Data section: Begin

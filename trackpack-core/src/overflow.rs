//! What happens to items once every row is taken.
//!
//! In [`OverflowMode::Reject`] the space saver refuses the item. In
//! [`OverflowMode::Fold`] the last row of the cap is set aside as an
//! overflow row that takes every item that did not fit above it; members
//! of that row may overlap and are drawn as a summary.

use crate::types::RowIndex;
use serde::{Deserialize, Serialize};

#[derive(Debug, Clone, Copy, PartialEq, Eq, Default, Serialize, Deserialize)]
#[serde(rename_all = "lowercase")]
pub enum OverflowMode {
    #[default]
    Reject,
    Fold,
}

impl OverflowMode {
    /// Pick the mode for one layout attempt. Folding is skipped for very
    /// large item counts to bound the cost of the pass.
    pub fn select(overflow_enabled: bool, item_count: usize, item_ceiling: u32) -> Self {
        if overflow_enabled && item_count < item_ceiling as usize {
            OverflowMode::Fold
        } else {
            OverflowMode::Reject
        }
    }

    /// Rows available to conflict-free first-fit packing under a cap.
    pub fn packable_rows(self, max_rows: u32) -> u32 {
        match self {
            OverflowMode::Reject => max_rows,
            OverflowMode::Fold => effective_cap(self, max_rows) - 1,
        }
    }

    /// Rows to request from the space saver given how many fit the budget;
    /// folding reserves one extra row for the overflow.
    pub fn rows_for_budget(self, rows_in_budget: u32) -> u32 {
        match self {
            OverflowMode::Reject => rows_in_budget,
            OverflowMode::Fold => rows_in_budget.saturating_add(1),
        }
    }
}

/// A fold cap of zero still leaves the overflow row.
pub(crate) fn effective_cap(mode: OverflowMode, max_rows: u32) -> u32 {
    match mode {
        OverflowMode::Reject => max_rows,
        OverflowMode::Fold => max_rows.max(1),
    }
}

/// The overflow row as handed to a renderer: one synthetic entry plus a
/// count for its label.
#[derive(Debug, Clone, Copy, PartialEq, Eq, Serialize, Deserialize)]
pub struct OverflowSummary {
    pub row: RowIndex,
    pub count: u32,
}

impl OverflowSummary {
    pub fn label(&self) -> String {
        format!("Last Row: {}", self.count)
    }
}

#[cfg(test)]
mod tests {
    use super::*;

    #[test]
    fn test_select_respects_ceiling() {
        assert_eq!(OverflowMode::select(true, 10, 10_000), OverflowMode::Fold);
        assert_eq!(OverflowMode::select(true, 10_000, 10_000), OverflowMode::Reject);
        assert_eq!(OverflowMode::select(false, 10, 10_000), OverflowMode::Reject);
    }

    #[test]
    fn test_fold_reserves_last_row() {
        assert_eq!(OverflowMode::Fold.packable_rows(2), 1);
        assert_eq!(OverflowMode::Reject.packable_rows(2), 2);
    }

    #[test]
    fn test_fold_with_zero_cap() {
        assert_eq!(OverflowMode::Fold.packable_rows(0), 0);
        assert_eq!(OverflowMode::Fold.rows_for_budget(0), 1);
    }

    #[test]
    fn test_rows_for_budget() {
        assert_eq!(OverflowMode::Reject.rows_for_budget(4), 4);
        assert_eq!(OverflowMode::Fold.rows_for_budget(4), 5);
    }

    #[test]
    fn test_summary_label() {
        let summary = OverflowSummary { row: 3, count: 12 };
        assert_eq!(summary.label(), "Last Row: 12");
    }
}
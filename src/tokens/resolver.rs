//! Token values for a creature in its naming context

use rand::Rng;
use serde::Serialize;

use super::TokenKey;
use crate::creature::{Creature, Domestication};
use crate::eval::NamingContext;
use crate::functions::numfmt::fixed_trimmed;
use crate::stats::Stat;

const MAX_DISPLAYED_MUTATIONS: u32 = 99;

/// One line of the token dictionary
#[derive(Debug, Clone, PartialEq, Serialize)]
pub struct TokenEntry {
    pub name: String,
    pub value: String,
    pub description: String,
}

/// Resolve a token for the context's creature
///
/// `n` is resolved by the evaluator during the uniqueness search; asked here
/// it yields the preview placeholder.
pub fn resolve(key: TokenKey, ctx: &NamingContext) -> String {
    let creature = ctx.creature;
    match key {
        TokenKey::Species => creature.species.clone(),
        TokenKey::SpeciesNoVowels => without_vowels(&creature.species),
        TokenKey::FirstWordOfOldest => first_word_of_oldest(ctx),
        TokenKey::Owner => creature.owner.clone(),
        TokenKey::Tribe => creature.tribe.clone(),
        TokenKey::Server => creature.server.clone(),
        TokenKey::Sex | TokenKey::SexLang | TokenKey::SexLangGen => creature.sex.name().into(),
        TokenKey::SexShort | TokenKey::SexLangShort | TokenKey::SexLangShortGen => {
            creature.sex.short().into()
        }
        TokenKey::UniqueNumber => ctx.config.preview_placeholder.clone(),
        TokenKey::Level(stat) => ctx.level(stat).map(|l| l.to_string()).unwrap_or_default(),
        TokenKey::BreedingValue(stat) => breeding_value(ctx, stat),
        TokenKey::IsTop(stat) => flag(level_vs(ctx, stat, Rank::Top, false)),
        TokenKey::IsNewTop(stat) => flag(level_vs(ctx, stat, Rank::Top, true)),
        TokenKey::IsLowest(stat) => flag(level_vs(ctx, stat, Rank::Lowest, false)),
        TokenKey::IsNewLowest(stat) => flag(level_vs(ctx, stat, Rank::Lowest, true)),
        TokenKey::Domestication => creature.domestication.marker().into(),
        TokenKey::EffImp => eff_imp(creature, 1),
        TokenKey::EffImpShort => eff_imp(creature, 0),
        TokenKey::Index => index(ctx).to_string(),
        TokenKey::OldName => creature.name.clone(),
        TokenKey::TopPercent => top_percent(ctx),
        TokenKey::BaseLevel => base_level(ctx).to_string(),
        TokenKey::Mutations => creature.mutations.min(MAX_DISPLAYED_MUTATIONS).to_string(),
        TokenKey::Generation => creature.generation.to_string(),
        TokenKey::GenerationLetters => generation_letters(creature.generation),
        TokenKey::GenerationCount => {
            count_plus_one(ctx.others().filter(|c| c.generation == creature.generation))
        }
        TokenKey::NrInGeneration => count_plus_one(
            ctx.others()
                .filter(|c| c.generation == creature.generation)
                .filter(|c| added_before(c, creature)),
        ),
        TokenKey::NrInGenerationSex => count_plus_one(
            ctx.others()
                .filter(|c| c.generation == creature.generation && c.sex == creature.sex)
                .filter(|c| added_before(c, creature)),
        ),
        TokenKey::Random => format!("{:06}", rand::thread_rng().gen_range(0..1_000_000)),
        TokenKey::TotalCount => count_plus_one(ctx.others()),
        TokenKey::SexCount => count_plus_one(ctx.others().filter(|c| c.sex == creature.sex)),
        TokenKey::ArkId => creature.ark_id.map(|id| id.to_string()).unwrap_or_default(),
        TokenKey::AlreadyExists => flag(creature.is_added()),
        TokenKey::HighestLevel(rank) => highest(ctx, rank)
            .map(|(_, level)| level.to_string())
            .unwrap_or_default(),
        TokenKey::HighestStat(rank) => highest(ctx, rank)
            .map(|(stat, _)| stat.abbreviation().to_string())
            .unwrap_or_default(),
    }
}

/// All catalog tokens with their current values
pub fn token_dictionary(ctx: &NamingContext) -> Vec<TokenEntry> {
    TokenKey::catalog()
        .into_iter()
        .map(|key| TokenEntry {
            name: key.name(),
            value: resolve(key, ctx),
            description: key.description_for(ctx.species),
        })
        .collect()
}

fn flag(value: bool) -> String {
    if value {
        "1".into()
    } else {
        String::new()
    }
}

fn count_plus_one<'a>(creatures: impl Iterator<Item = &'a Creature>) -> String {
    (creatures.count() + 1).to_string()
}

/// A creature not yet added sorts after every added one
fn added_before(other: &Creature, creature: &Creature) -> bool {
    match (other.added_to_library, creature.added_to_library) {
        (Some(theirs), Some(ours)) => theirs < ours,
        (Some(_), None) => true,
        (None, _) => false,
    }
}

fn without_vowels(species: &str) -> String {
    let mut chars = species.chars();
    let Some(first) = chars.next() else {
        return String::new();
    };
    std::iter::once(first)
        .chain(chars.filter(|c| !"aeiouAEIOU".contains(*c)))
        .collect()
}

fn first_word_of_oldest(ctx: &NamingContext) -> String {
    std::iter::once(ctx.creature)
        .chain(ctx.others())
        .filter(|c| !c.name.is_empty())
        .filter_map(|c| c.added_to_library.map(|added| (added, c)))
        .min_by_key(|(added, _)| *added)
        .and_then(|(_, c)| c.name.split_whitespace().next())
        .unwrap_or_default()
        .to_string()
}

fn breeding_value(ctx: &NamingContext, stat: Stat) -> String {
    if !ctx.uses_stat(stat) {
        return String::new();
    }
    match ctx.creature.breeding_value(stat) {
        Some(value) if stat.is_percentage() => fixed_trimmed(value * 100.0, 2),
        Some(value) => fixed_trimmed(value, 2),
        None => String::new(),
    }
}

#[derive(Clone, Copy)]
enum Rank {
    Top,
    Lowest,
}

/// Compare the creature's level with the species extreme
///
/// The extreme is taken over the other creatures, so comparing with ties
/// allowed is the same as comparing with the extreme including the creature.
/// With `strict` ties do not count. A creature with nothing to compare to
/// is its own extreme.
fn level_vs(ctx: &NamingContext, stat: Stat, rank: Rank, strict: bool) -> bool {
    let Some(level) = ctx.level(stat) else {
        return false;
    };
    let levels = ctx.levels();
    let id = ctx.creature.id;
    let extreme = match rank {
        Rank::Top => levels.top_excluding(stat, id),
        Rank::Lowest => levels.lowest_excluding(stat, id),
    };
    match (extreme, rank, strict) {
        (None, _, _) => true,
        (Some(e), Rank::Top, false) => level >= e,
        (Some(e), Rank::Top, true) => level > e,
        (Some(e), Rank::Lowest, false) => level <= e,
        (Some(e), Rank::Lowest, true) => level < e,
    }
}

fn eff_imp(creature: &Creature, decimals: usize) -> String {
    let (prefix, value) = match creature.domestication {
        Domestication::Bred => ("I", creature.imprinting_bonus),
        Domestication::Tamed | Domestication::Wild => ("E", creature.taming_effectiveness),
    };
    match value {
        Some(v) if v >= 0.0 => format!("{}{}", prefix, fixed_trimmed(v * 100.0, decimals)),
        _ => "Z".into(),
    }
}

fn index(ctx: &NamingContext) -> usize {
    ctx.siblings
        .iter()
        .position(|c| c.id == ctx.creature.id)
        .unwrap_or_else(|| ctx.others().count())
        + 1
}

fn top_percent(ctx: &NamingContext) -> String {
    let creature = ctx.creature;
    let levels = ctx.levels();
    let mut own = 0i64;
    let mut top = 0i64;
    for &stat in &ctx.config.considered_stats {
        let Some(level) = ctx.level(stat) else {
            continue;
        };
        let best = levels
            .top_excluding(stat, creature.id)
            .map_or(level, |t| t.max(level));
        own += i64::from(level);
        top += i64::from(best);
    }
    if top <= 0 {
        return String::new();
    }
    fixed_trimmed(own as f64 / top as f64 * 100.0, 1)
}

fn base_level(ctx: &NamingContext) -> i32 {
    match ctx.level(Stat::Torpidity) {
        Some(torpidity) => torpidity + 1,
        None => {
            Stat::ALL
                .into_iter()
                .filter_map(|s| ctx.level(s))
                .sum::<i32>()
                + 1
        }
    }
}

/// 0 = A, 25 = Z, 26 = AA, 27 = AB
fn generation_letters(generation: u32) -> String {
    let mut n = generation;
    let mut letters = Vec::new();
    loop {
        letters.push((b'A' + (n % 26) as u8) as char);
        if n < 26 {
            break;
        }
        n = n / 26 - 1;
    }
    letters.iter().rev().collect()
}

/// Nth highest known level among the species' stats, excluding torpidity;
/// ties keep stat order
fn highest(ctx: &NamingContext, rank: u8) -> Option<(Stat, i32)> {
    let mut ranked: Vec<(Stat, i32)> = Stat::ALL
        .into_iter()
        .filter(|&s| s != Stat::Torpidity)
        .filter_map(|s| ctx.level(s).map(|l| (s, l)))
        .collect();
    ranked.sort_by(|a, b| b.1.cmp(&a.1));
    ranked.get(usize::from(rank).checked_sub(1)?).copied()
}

Data section: End

What you will do: Scan the entries above for the word "chars". Report the lines that hold it.

Response to the exercise:
    let mut chars = species.chars();
    let Some(first) = chars.next() else {
        .chain(chars.filter(|c| !"aeiouAEIOU".contains(*c)))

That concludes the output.